Once again, your passionate penman must ponder on the lack of common sense in today’s society. Unfortunately, one is not required to pass any test to become a parent. One need only be ignorant to avoid using any type of birth control after engaging in sexual intercourse in order to recklessly reproduce.
Truth and Consequences
Additionally, we have already witnessed years of so-called parents proudly proclaiming their imperfect offspring to be “special” despite obvious evidence to the contrary. Not every irresponsible offshoot deserves being imposed on others, let alone being presented with an award for its existence.
Indeed, some defective descendants should be held back as long as it takes to ensure at least a minimal level of educational achievement. Unfortunately, at present potential parents are not screened for the presence of common sense prior to perpetuating the species. Until that day, your righteous writer must speak in hopes of educating the ignorant and indoctrinating the uninformed.
Spare the Rod and Spoil the Meal
Sometimes skipping meals to further this common sense crusade can often make one think of eating. So it should come as no surprise that a rare trip to a California Sizzler restaurant inspired the following salad bar soliloquy. Someone once said Emily Post never discussed Salad Bar Etiquette.
Oh please! Does it really require a coronavirus scare and a “Major Miss Manners” to discuss these dietary dilemmas? Your randy writer’s momma taught him manners a long time ago, okay?
First, it matters little what third-world country you or your ancestors hail from, in America no one appreciates permissive parents permitting their often-offensive offspring to dine directly from the salad bar . . . hence, the absence of chairs there! When some crusty kids actually eat off of a salad bar serving spoon you just know that said parents have been sparing the rod for way too long!
Second, you don’t have to be a coronavirus expert to know that sneeze guards are not always effective.
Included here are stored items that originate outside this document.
/// Validate an order request into a concrete instrument.
///
/// Runs before any persistence: a request that fails here leaves no trace.
fn validate_request(request: &PlaceOrderRequest) -> Result<Instrument, TradingError> {
    if request.symbol.trim().is_empty() {
        return Err(TradingError::Validation("symbol is required".to_string()));
    }
    if request.quantity <= 0 {
        return Err(TradingError::Validation(
            "quantity must be positive".to_string(),
        ));
    }

    match request.order_type {
        OrderType::Limit => {
            if request.price.is_none() {
                return Err(TradingError::Validation(
                    "limit order requires price".to_string(),
                ));
            }
        }
        OrderType::StopLoss => {
            if request.trigger_price.is_none() || request.price.is_none() {
                return Err(TradingError::Validation(
                    "stop-loss order requires trigger_price and price".to_string(),
                ));
            }
        }
        OrderType::StopLossMarket => {
            if request.trigger_price.is_none() {
                return Err(TradingError::Validation(
                    "stop-loss market order requires trigger_price".to_string(),
                ));
            }
        }
        OrderType::Market => {}
    }

    match request.instrument_kind {
        InstrumentKind::Equity => Ok(Instrument::Equity {
            symbol: request.symbol.trim().to_uppercase(),
        }),
        InstrumentKind::Option => {
            let option_type = request.option_type.ok_or_else(|| {
                TradingError::Validation("option order requires option_type".to_string())
            })?;
            let strike = request.strike.ok_or_else(|| {
                TradingError::Validation("option order requires strike".to_string())
            })?;
            let expiry = request.expiry.ok_or_else(|| {
                TradingError::Validation("option order requires expiry".to_string())
            })?;
            if strike <= Decimal::ZERO {
                return Err(TradingError::Validation(
                    "strike must be positive".to_string(),
                ));
            }

            Ok(Instrument::Option {
                symbol: request.symbol.trim().to_uppercase(),
                option_type,
                strike,
                expiry,
            })
        }
    }
}

#[cfg(test)]
mod tests {
    use super::*;

    #[test]
    fn test_validation_rejects_incomplete_option_spec() {
        let mut request = PlaceOrderRequest::market_equity("NIFTY", OrderSide::Buy, 50);
        request.instrument_kind = InstrumentKind::Option;

        let err = validate_request(&request).unwrap_err();
        assert!(matches!(err, TradingError::Validation(_)));
    }

    #[test]
    fn test_validation_rejects_non_positive_quantity() {
        let request = PlaceOrderRequest::market_equity("AAPL", OrderSide::Buy, 0);
        let err = validate_request(&request).unwrap_err();
        assert!(matches!(err, TradingError::Validation(_)));
    }

    #[test]
    fn test_validation_uppercases_symbol() {
        let request = PlaceOrderRequest::market_equity("aapl", OrderSide::Buy, 1);
        let instrument = validate_request(&request).unwrap();
        assert_eq!(instrument.symbol(), "AAPL");
    }

    #[test]
    fn test_limit_order_requires_price() {
        let mut request = PlaceOrderRequest::market_equity("AAPL", OrderSide::Buy, 1);
        request.order_type = OrderType::Limit;
        let err = validate_request(&request).unwrap_err();
        assert!(matches!(err, TradingError::Validation(_)));
    }

    #[test]
    fn test_rejection_classification() {
        assert!(TradingError::PriceUnavailable("AAPL".into()).is_rejection());
        assert!(TradingError::InsufficientBalance {
            needed: Decimal::from(100),
            available: Decimal::from(50),
        }
        .is_rejection());
        assert!(!TradingError::Validation("bad".into()).is_rejection());
        assert!(!TradingError::Database("io".into()).is_rejection());
    }
}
How can they be when ignorant adolescents and unsavory urchins-sneeze and/or cough into their hands and then touch the communal food tongs. (Didn’t your mothers ever teach you to wash your hands before meals?)
Third, be careful when piling up your plate, you hungry, hungry hippos! Don’t be so sloppy! Some of us don’t want red beets in our cottage cheese. Some of us don’t want chickpeas in our chilled peaches. While your pensive penman’s grandparents noted that “it all winds up in the same place” some of us don’t want some of those fixings anywhere near our plates in the first place!
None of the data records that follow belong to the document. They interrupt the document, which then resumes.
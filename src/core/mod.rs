// src/core/mod.rs

pub mod html;
pub mod net;
pub mod sanitize;

pub use net::{HttpTransport, Transport};
// src/fetch.rs
//
// One download = status check, then streamed retrieval into `<dest>.part`,
// renamed onto `dest` when complete. A partial file never survives a failed
// attempt, so "file exists" stays a reliable done-marker for re-runs.

use std::fs::{self, File};
use std::io::{BufWriter, Write};
use std::path::{Path, PathBuf};
use std::thread;
use std::time::Duration;

use crate::config::consts::PART_SUFFIX;
use crate::core::Transport;
use crate::error::FetchError;

#[derive(Clone, Copy, Debug, PartialEq, Eq)]
pub struct RetryPolicy {
    /// Total attempts, first one included.
    pub max_retries: u32,
    /// Fixed pause after a failed attempt.
    pub delay: Duration,
}

/// Result class of one attempt.
#[derive(Clone, Copy, Debug, PartialEq, Eq)]
pub enum DownloadOutcome {
    Succeeded,
    FailedTransient,
    FailedPermanent,
}

impl DownloadOutcome {
    pub fn of(result: &Result<u64, FetchError>) -> Self {
        match result {
            Ok(_) => DownloadOutcome::Succeeded,
            Err(e) if e.is_permanent() => DownloadOutcome::FailedPermanent,
            Err(_) => DownloadOutcome::FailedTransient,
        }
    }
}

#[derive(Debug)]
pub struct FetchReport {
    pub attempts: u32,
    /// Bytes written, or the last failure seen.
    pub result: Result<u64, FetchError>,
}

impl FetchReport {
    pub fn succeeded(&self) -> bool {
        self.result.is_ok()
    }
}

pub struct Fetcher<'t, T: Transport + ?Sized> {
    transport: &'t T,
    policy: RetryPolicy,
}

impl<'t, T: Transport + ?Sized> Fetcher<'t, T> {
    pub fn new(transport: &'t T, policy: RetryPolicy) -> Self {
        Self { transport, policy }
    }

    pub fn transport(&self) -> &'t T {
        self.transport
    }

    /// Download with bounded retries. Never panics or propagates; the report
    /// carries the attempt count and the last error.
    pub fn fetch(&self, url: &str, dest: &Path) -> FetchReport {
        let mut attempts = 0;
        let mut last = Err(FetchError::Connect {
            url: s!(url),
            reason: s!("no attempt made (retry limit is 0)"),
        });

        while attempts < self.policy.max_retries {
            attempts += 1;
            last = self.fetch_once(url, dest);

            match DownloadOutcome::of(&last) {
                DownloadOutcome::Succeeded | DownloadOutcome::FailedPermanent => break,
                DownloadOutcome::FailedTransient => {
                    if let Err(e) = &last {
                        log::warn!("{url}: attempt {attempts}/{}: {e}", self.policy.max_retries);
                    }
                    if attempts < self.policy.max_retries && !self.policy.delay.is_zero() {
                        thread::sleep(self.policy.delay);
                    }
                }
            }
        }

        if let Err(e) = &last {
            log::error!("Giving up on {url} after {attempts} attempt(s): {e}");
        }
        FetchReport { attempts, result: last }
    }

    /// Boolean view of [`Fetcher::fetch`].
    pub fn fetch_with_retry(&self, url: &str, dest: &Path) -> bool {
        self.fetch(url, dest).succeeded()
    }

    /// One attempt: status check, then retrieval.
    pub fn fetch_once(&self, url: &str, dest: &Path) -> Result<u64, FetchError> {
        let status = self.transport.status(url)?;
        if !(200..300).contains(&status) {
            return Err(FetchError::Status { url: s!(url), status });
        }

        let part = part_path(dest);
        let result = self.retrieve_to(url, &part).and_then(|n| {
            fs::rename(&part, dest)
                .map(|_| n)
                .map_err(|source| FetchError::Io { path: dest.to_path_buf(), source })
        });

        if result.is_err() && part.exists() {
            if let Err(e) = fs::remove_file(&part) {
                log::warn!("Could not remove partial file {}: {e}", part.display());
            }
        }
        result
    }

    fn retrieve_to(&self, url: &str, part: &Path) -> Result<u64, FetchError> {
        let file = File::create(part)
            .map_err(|source| FetchError::Io { path: part.to_path_buf(), source })?;
        let mut out = BufWriter::new(file);
        let n = self.transport.retrieve(url, &mut out)?;
        out.flush().map_err(FetchError::Write)?;
        Ok(n)
    }
}

/// `paper.pdf` -> `paper.pdf.part`
pub fn part_path(dest: &Path) -> PathBuf {
    let mut name = dest.file_name().unwrap_or_default().to_os_string();
    name.push(".");
    name.push(PART_SUFFIX);
    dest.with_file_name(name)
}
Finally, a word of warning: Your parenting penman never permitted his children to be rude and he will not tolerate it from anyone’s accidental offspring either. Teach your line-cutting tiny tots to wait their turns.
Beware, buffet-goers and overly-permissive parents! Yours truly has adopted a much-needed defensive approach to eating at places such as Sizzler and Hometown Buffet. He carries his silverware with the points extended outward.
So don’t permit your impolite urchins to violate the personal space of others. (That right is reserved for those who provide pleasing personal desserts, midnight snacks and other intimate offerings.)
Get the point?
My name is Phoenix and . . . that’s the bottom line.